The Placing Shares represent (i) approximately 20% of the existing issued share capital of the Company (consisting of 14,066,831,950 Shares in issue as at the date of this announcement); and (ii) approximately 16.67% of the Company’s issued share capital as enlarged by the Placing (assuming the Placing is completed in full).

The Placing Price of HK$0.60 represents (i) a discount of approximately 9.09% to the closing price of HK$0.66 per Share as quoted on the Stock Exchange on 26 July 2011 (being the last full trading day prior to the suspension in trading of the Shares on the Stock Exchange pending the release of this announcement); and (ii) a discount of approximately 7.69% to the average closing price of approximately HK$0.65 per Share as quoted on the Stock Exchange for the last five consecutive trading days up to and including 26 July 2011.

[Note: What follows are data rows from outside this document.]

//! Completion Service over the Anthropic Messages API.
//!
//! Structured output is forced through a single tool, `emit_result`, whose
//! input schema is the requested result schema. The tool input is the
//! result. One HTTP attempt per call; retry and the per-call budget belong
//! to the substrate.

use std::time::{Duration, Instant};

use anyhow::{Context, Result};
use async_trait::async_trait;
use review_coordination::{
    CallRole, CompletionError, CompletionRequest, CompletionResponse, CompletionResult,
    CompletionService,
};
use serde::Deserialize;
use serde_json::{json, Value};
use tracing::debug;

pub const DEFAULT_BASE_URL: &str = "https://api.anthropic.com";
pub const API_VERSION: &str = "2023-06-01";
const RESULT_TOOL: &str = "emit_result";

#[derive(Debug, Clone)]
pub struct AnthropicConfig {
    pub api_key: String,
    pub base_url: String,
    /// Client-side limit for one HTTP attempt.
    pub request_timeout: Duration,
}

impl AnthropicConfig {
    /// `ANTHROPIC_API_KEY` is required; `REVIEW_ANTHROPIC_URL` overrides the
    /// endpoint.
    pub fn from_env() -> Result<Self> {
        let api_key = std::env::var("ANTHROPIC_API_KEY").context("ANTHROPIC_API_KEY is not set")?;
        let base_url =
            std::env::var("REVIEW_ANTHROPIC_URL").unwrap_or_else(|_| DEFAULT_BASE_URL.into());
        Ok(Self {
            api_key,
            base_url,
            request_timeout: Duration::from_secs(90),
        })
    }
}

pub struct AnthropicCompletions {
    client: reqwest::Client,
    config: AnthropicConfig,
}

impl AnthropicCompletions {
    pub fn new(config: AnthropicConfig) -> Result<Self> {
        let client = reqwest::Client::builder()
            .timeout(config.request_timeout)
            .build()
            .context("Failed to build HTTP client")?;
        Ok(Self { client, config })
    }

    fn messages_url(&self) -> String {
        format!("{}/v1/messages", self.config.base_url.trim_end_matches('/'))
    }
}

#[derive(Deserialize)]
struct MessagesResponse {
    #[serde(default)]
    content: Vec<ContentBlock>,
    usage: Usage,
}

#[derive(Deserialize)]
#[serde(tag = "type", rename_all = "snake_case")]
enum ContentBlock {
    ToolUse {
        name: String,
        input: Value,
    },
    #[serde(other)]
    Other,
}

#[derive(Deserialize)]
struct Usage {
    input_tokens: u64,
    output_tokens: u64,
}

/// Messages API body forcing the result tool.
pub(crate) fn request_body(request: &CompletionRequest) -> Value {
    let mut schema = request.schema.clone();
    if let Some(map) = schema.as_object_mut() {
        map.remove("$schema");
    }
    json!({
        "model": request.model,
        "max_tokens": request.max_tokens,
        "system": request.system_prompt,
        "messages": [{"role": "user", "content": request.user_prompt}],
        "tools": [{
            "name": RESULT_TOOL,
            "description": "Return the structured result of this task.",
            "input_schema": schema,
        }],
        "tool_choice": {"type": "tool", "name": RESULT_TOOL},
    })
}

/// Map an HTTP status to the completion failure taxonomy.
pub(crate) fn status_error(status: u16, body: &str) -> CompletionError {
    let detail = format!("HTTP {status}: {}", body.chars().take(300).collect::<String>());
    match status {
        429 => CompletionError::RateLimited(detail),
        408 | 529 | 500..=599 => CompletionError::Transient(detail),
        _ => CompletionError::Fatal(detail),
    }
}

fn transport_error(err: reqwest::Error, started: Instant) -> CompletionError {
    if err.is_timeout() {
        CompletionError::TimedOut {
            elapsed_ms: started.elapsed().as_millis() as u64,
        }
    } else if err.is_connect() || err.is_request() {
        CompletionError::Transient(err.to_string())
    } else {
        CompletionError::Fatal(err.to_string())
    }
}

fn extract_result(
    role: CallRole,
    response: MessagesResponse,
) -> CompletionResult<CompletionResponse> {
    let output = response
        .content
        .into_iter()
        .find_map(|block| match block {
            ContentBlock::ToolUse { name, input } if name == RESULT_TOOL => Some(input),
            _ => None,
        })
        .ok_or_else(|| CompletionError::MalformedOutput {
            role,
            reason: format!("response has no {RESULT_TOOL} tool call"),
        })?;
    Ok(CompletionResponse {
        output,
        input_tokens: response.usage.input_tokens,
        output_tokens: response.usage.output_tokens,
    })
}

#[async_trait]
impl CompletionService for AnthropicCompletions {
    async fn complete(&self, request: CompletionRequest) -> CompletionResult<CompletionResponse> {
        let started = Instant::now();
        let response = self
            .client
            .post(self.messages_url())
            .header("x-api-key", &self.config.api_key)
            .header("anthropic-version", API_VERSION)
            .json(&request_body(&request))
            .send()
            .await
            .map_err(|e| transport_error(e, started))?;

        let status = response.status();
        debug!(role = %request.role, status = status.as_u16(), "Messages API responded");
        if !status.is_success() {
            let body = response.text().await.unwrap_or_default();
            return Err(status_error(status.as_u16(), &body));
        }

        let parsed: MessagesResponse =
            response
                .json()
                .await
                .map_err(|e| CompletionError::MalformedOutput {
                    role: request.role,
                    reason: e.to_string(),
                })?;
        extract_result(request.role, parsed)
    }
}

The maximum gross proceeds and net proceeds (after deduction of all related costs, fees expenses and commission) from the Placing will be approximately HK$1,688,018,400 and HK$1,661,270,875 respectively. The Company intends to utilise the net proceeds for the purpose of capital expenditure on the Martabe Project. The net proceeds raised per Share upon completion of the Placing will be approximately HK$0.59 per Share.

The Placing Shares are to be issued under the General Mandate granted to the Directors at the annual general meeting of the Company held on 8 December 2010.

The Placing is conditional upon, among others, the Listing Committee granting the listing of and permission to deal in the Placing Shares.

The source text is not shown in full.